(Exercise prompt): Show every line below where "aggregate" appears.

(Input for this task):
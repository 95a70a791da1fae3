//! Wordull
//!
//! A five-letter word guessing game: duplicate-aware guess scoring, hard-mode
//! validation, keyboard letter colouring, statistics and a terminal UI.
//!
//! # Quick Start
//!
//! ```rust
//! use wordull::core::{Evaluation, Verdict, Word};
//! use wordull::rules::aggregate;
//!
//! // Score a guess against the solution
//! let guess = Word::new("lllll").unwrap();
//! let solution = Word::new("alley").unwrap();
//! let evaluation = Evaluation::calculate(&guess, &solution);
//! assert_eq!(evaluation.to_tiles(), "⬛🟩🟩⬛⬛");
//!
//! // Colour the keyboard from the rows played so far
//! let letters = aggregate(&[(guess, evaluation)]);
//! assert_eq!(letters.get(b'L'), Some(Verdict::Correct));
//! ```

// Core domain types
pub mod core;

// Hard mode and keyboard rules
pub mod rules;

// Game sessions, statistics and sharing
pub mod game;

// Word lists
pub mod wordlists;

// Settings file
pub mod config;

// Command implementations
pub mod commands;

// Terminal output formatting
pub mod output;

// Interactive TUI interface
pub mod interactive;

(Answer box):
//! use wordull::rules::aggregate;
//! let letters = aggregate(&[(guess, evaluation)]);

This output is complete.